源頼朝率いる鎌倉幕府と京都の朝廷の戦「承久の乱」について書かれています。

歴史書「吾妻鏡」に書かれていることを元に、著者ならではの「承久の乱」の解釈をされています。

非常にわかりやすく噛み砕いて書かれていて、読み物として非常に面白かったです。

興味深かったところ、理解できたところ

鎌倉幕府ってそもそもなんだろう?

鎌倉幕府は「源頼朝とその仲間たち」。

そもそも幕府という呼び方は明治時代以降のことで、鎌倉時代当時の人たちとしては、幕府という概念すらなかったとか。

頼朝の作った鎌倉幕府は、東国の武士たちの土地問題を解決すること。これが最重要課題。朝廷の重要課題とはまた違うものだったとのこと。なるほどなあ。

鎌倉幕府というのは一つのまとまったものではなかった?

歴史に疎い僕からすると、幕府と聞けば今の日本のように基本的には一つのまとまったもの(権力を持つ集団は1つだけ)と考えていましたが、鎌倉時代くらいの中世の日本では、歴史学者の中でも意見が分かれているのだとか。

大きく2つあるようです。

  1. 天皇がいて日本が一つにまとまっていたと考える見方。
  2. 日本の権力は鎌倉幕府と朝廷が独立した存在でそれぞれ自立していたとする見方。

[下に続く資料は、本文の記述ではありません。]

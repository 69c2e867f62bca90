use actix_cors::Cors;
use actix_web::{middleware, web, App, HttpServer};
use compstate_http::config::Settings;
use compstate_http::services::{CompstateManager, SystemClock};
use compstate_http::{configure_app, error, logging, AppState};
use tracing::info;

#[actix_web::main]
async fn main() -> std::io::Result<()> {
    // Load .env file if present
    dotenv::dotenv().ok();

    // Load configuration
    let settings = Settings::load().map_err(|e| {
        eprintln!("Configuration error: {}", e);
        std::io::Error::new(std::io::ErrorKind::InvalidInput, e)
    })?;

    logging::init(&settings.logging);

    info!("Starting compstate HTTP service...");

    let compstate = CompstateManager::open(&settings.compstate.path)
        .await
        .map_err(|e| {
            tracing::error!("Failed to load compstate from {}: {}", settings.compstate.path.display(), e);
            std::io::Error::new(std::io::ErrorKind::InvalidData, e)
        })?;

    let app_state = AppState::new(compstate, SystemClock);

    // Configure HTTP server
    let host = settings.server.host.clone();
    let port = settings.server.port;

    info!("Starting HTTP server on {}:{}", host, port);

    let server = HttpServer::new(move || {
        App::new()
            .configure(configure_app(app_state.clone()))
            .default_service(web::route().to(error::not_found))
            .wrap(Cors::permissive())
            .wrap(middleware::Logger::default())
            .wrap(middleware::Compress::default())
    });

    let server = match settings.server.workers {
        Some(workers) => server.workers(workers),
        None => server,
    };

    server.bind((host, port))?.run().await
}
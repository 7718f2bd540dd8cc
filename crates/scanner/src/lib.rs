//! Library walk and path hints for the resolver.
pub mod parser;
pub mod patterns;
pub mod walk;

pub use parser::{EpisodeHint, LibraryEntry, SeasonHint, SeriesHint, parse_library_path};
pub use patterns::{Extraction, OrdinalPattern, OrdinalPatterns};
pub use walk::{MediaEntry, walk_media_dir};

この本の著者は2つ目の権力は1つではなかったという見方に近いが、幕府と朝廷が互いに干渉する2つの王権論の見方とのことです。

ちなみに、一般的には最初の「一つにまとまっていた説」の支持者が多いらしい。

武士について

自ら武装し仲間を集めて土地と一族を守る。これが武士の始まり。

武士といえば刀のイメージが強いですが、鎌倉武士にとっては弓こそが武士の象徴。刀はかなり接近しないと出番はないので。

この頃の戦争というのはやっぱりフィジカルな武力が物を言うようです。

また、負けた側は徹底的にやられます。家族含めて一族まとめて葬り去られるので、今の日本は平和でいいなと噛み締めました。

今も戦争が終わらないことを考えると(というか人間は世界で規模で眺めるとずっと戦争をしている)戦は人間の本能でもあるんだろうなあ。

中世武士の自力救済とは、生きるためには他人の命を奪うことなどなんとも思わないという荒々しい感覚に基づくものでもありました。

承久の乱 日本史のターニングポイント

義経がどうして裏切り者だと言われたのか?

この本を読んで義経が裏切り者と呼ばれたのか理由がわかりました。

朝廷(頼朝にもろに敵対している)の官位を無断でもらっていて、これは仲間を裏切ったものと思われても仕方がないでしょうね。

司馬遼太郎さんの「義経」を読んだときは、頼朝が「義経の活躍ぶりに嫉妬していた」と思っていましたが、この本を読むとそうではなかったんだと理解できました。

朝廷について

京都の朝廷側の話として興味深かったところについて少しだけ。

後鳥羽上皇は卓越した能力を持っていた。歌人として超一流、音楽家、武人としても能力が高かった。天皇側の人間でこんな才能ある人がいるのは意外な感じですね。

少し面白かった部分を引用します。

白河上皇や後白河上皇などが行った政治の最大の特徴は、理念が全くないという点でした。「日本をこうしたい」とか「ここを変えたい」という発想はまるで見当たりません。一つだけあるとすれば、自分自身が贅沢したい。それだけです。

承久の乱 日本史のターニングポイント

その他にも

「吾妻鏡」に書かれている兵力は人数をかなり多めに盛っている話が面白い。

まとめ

結局この「承久の乱」は朝廷側が負けてしまいます。

朝廷側はポスト(地位)を大事にして、鎌倉幕府側は人(実力)を大事にしたことによる、最終的な動員力の差によって決着がついたとのこと。

鎌倉幕府側は御恩と奉公のシステムによって、人としての「情」や「絆」も強かったように感じました。昔からよくしてくれた人にはきちんとそのお返しをする。そういうことを大切にしていたからこそ、結束力も強かったんだろうなあ。

この本での最大のポイントは、タイトルにもあるように「日本のターニングポイント」、一時的にでも武士が権力を勝ち取ったこと、だそう。

鎌倉幕府側は承久の乱の後、天皇も退位させています。

何はともあれ

鎌倉幕府の歴史についてほぼ知らないにも関わらず、非常に面白く読めました。

歴史学者によって意見が違うらしいですが、めちゃ面白かったです。